Gardening through history is a genuine process of cultural transplantation, one that is reminiscent of Deleuze and Guattari’s theory of the “rhizome” (1980) and Glissant’s creolisation (1990), in which the root is not conceived in terms of singularity anymore, but in terms of plurality and multirootedness. Deleuze and Guattari describe the rhizome as an “antigenealogy,” and as an alternative to the single root that implied fixity and ‘pure’ origins. The rhizome is indeed “a means of propagation which operates underground, without hierarchies, connecting multiple points, places and identities” (p. 21). Through Edouard Glissant’s poetics of ‘Creolisation,’ Caribbean identities themselves are specifically depicted as fluid and multi-rooted; “the concept of the rhizome maintains the idea of rootedness but challenges that of a totalitarian root” (1997, p. 11). For their rhizomic identities to flourish, Olive Senior and Jamaica Kincaid need to relocate the site of the historical and transform gardening into an intimate activity through which digging into the earth becomes a way of investigating one’s past and redefining oneself. Senior’s poem “The Knot Garden” foresees environmental fertilization within a mixture of various species: “Gardening in the Tropics, / you’ll find things that don’t / belong together often intertwine / all mixed up in this amazing fecundity” (Senior, 1994, p. 88). Kincaid particularly embraces the concept of the rhizome when she describes the gardener figure as an unstable being: “that gardener, any gardener, is not a stable being; that gardener, any gardener, is not a model of consistency” (Kincaid, 2001, p. 224).

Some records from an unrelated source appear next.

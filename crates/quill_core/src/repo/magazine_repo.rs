//! Magazine persistence, the persisting category setter and
//! magazine-side aggregate queries.
//!
//! # Invariants
//! - A category write is validated before storage is touched.
//! - The in-memory category only keeps a new value once it is persisted.
//! - "Heavy contributors" are authors with strictly more than
//!   `HEAVY_CONTRIBUTOR_MIN_EXCLUSIVE` articles in the magazine.

use super::article_repo::{parse_article_row, ARTICLE_SELECT_SQL};
use super::author_repo::parse_author_row;
use super::{invalid_row, query_all, RepoError, RepoResult};
use crate::model::article::Article;
use crate::model::author::Author;
use crate::model::magazine::Magazine;
use crate::model::{AuthorId, MagazineId};
use log::{debug, info, warn};
use rusqlite::{params, Connection, Row};
use serde::{Deserialize, Serialize};

/// Article count an author must exceed to count as a heavy contributor.
pub const HEAVY_CONTRIBUTOR_MIN_EXCLUSIVE: i64 = 2;

const MAGAZINE_SELECT_SQL: &str = "SELECT id, name, category FROM magazines";

/// Author identity as it appears in a magazine summary.
#[derive(Debug, Clone, PartialEq, Eq, Serialize, Deserialize)]
pub struct AuthorRef {
    pub id: AuthorId,
    pub name: String,
}

/// Read model of one magazine together with its relationship queries.
#[derive(Debug, Clone, PartialEq, Eq, Serialize, Deserialize)]
pub struct MagazineSummary {
    pub id: MagazineId,
    pub name: String,
    pub category: String,
    /// Titles in row order.
    pub article_titles: Vec<String>,
    /// Distinct authors with at least one article.
    pub contributors: Vec<AuthorRef>,
    /// Authors with more than two articles.
    pub heavy_contributors: Vec<AuthorRef>,
}

impl Magazine {
    /// Loads one magazine row.
    pub fn find(conn: &Connection, id: MagazineId) -> RepoResult<Option<Magazine>> {
        let mut stmt = conn.prepare(&format!("{MAGAZINE_SELECT_SQL} WHERE id = ?1;"))?;
        let mut rows = stmt.query([id])?;
        if let Some(row) = rows.next()? {
            return Ok(Some(parse_magazine_row(row)?));
        }

        Ok(None)
    }

    /// Inserts this magazine under its own id.
    pub fn save(&self, conn: &Connection) -> RepoResult<()> {
        conn.execute(
            "INSERT INTO magazines (id, name, category) VALUES (?1, ?2, ?3);",
            params![self.id, self.name, self.category],
        )?;
        info!("event=magazine_save module=repo status=ok magazine_id={}", self.id);
        Ok(())
    }

    /// Writes the current in-memory category to the stored row.
    ///
    /// # Errors
    /// - `NotFound` when no magazine row has this id.
    pub fn persist_category(&self, conn: &Connection) -> RepoResult<()> {
        let changed = conn.execute(
            "UPDATE magazines SET category = ?1 WHERE id = ?2;",
            params![self.category, self.id],
        )?;

        if changed == 0 {
            warn!(
                "event=magazine_category module=repo status=not_found magazine_id={}",
                self.id
            );
            return Err(RepoError::NotFound {
                entity: "magazine",
                field: "category",
                id: Some(self.id),
            });
        }

        info!(
            "event=magazine_category module=repo status=ok magazine_id={}",
            self.id
        );
        Ok(())
    }

    /// Validates, assigns and persists a new category.
    ///
    /// Composes `store_category_locally` and `persist_category`; when the
    /// update fails the previous in-memory category is restored.
    pub fn set_category(
        &mut self,
        conn: &Connection,
        value: impl Into<String>,
    ) -> RepoResult<()> {
        let previous = self.category.clone();
        self.store_category_locally(value)?;
        if let Err(err) = self.persist_category(conn) {
            self.category = previous;
            return Err(err);
        }

        Ok(())
    }

    /// Lists every article published in this magazine, in row order.
    pub fn articles(&self, conn: &Connection) -> RepoResult<Vec<Article>> {
        let articles = query_all(
            conn,
            &format!(
                "{ARTICLE_SELECT_SQL} WHERE articles.magazine_id = ?1 ORDER BY articles.id;"
            ),
            [self.id],
            parse_article_row,
        )?;
        debug!(
            "event=magazine_articles module=repo status=ok magazine_id={} count={}",
            self.id,
            articles.len()
        );
        Ok(articles)
    }

    /// Lists the distinct authors with at least one article here.
    pub fn contributors(&self, conn: &Connection) -> RepoResult<Vec<Author>> {
        let authors = query_all(
            conn,
            "SELECT DISTINCT authors.id, authors.name
             FROM authors
             INNER JOIN articles ON authors.id = articles.author_id
             WHERE articles.magazine_id = ?1
             ORDER BY authors.id;",
            [self.id],
            parse_author_row,
        )?;
        debug!(
            "event=magazine_contributors module=repo status=ok magazine_id={} count={}",
            self.id,
            authors.len()
        );
        Ok(authors)
    }

    /// Lists the titles of this magazine's articles, in row order.
    pub fn article_titles(&self, conn: &Connection) -> RepoResult<Vec<String>> {
        let titles = query_all(
            conn,
            "SELECT title FROM articles WHERE magazine_id = ?1 ORDER BY id;",
            [self.id],
            parse_title_row,
        )?;
        debug!(
            "event=magazine_titles module=repo status=ok magazine_id={} count={}",
            self.id,
            titles.len()
        );
        Ok(titles)
    }

    /// Lists authors with more than two articles in this magazine.
    pub fn contributing_authors(&self, conn: &Connection) -> RepoResult<Vec<Author>> {
        let authors = query_all(
            conn,
            "SELECT authors.id, authors.name, COUNT(articles.id) AS article_count
             FROM authors
             INNER JOIN articles ON authors.id = articles.author_id
             WHERE articles.magazine_id = ?1
             GROUP BY authors.id, authors.name
             HAVING COUNT(articles.id) > ?2
             ORDER BY authors.id;",
            params![self.id, HEAVY_CONTRIBUTOR_MIN_EXCLUSIVE],
            parse_author_row,
        )?;
        debug!(
            "event=magazine_heavy_contributors module=repo status=ok magazine_id={} count={}",
            self.id,
            authors.len()
        );
        Ok(authors)
    }

    /// Collects this magazine's fields and relationship queries into one
    /// serializable read model.
    pub fn summary(&self, conn: &Connection) -> RepoResult<MagazineSummary> {
        Ok(MagazineSummary {
            id: self.id,
            name: self.name.clone(),
            category: self.category.clone(),
            article_titles: self.article_titles(conn)?,
            contributors: author_refs(self.contributors(conn)?)?,
            heavy_contributors: author_refs(self.contributing_authors(conn)?)?,
        })
    }
}

/// Converts hydrated authors into summary refs. Every author must carry a
/// resident name; an unloaded one is reported instead of dropped.
fn author_refs(authors: Vec<Author>) -> RepoResult<Vec<AuthorRef>> {
    authors
        .iter()
        .map(|author| {
            let name = author.loaded_name().ok_or_else(|| {
                RepoError::InvalidData(format!(
                    "authors row {}: name not loaded for summary",
                    author.id()
                ))
            })?;
            Ok(AuthorRef {
                id: author.id(),
                name: name.to_owned(),
            })
        })
        .collect()
}

fn parse_title_row(row: &Row<'_>) -> RepoResult<String> {
    Ok(row.get("title")?)
}

pub(crate) fn parse_magazine_row(row: &Row<'_>) -> RepoResult<Magazine> {
    let id: MagazineId = row.get("id")?;
    Magazine::new(
        id,
        row.get::<_, String>("name")?,
        row.get::<_, String>("category")?,
    )
    .map_err(|err| invalid_row("magazines", id, err))
}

To Jamaica Kincaid, the garden is the wider garden of the earth; her conception of a borderless and fluid garden space innovatively turns into a space of memory. At the beginning of My Garden (Book):, when the female narrator does not manage to grow flowers from seeds because of an unprepared soil, she underlines the necessity to plow the land, and sees gardening as “an exercise in memory, a way of getting to a past that is [her] own” (Kincaid, 2001, p. 8). Kincaid’s unexpected garden metaphors have not always been sufficiently taken at face value by critics.

In the penultimate section entitled “The garden I have in mind,” the narrator states:

I first came to the garden with practicality in mind, a real beginning that would lead to a real end: where to get this, how to grow that … but in the end, I came to know how to grow the things I like to grow, looking – at other people’s gardens. I imagine they acquired knowledge of such things in much the same way – looking and looking at somebody else’s garden.

But we who covet our neighbor’s garden must finally return to our own, with all its ups and downs, its disappointments, its rewards (pp. 219-220).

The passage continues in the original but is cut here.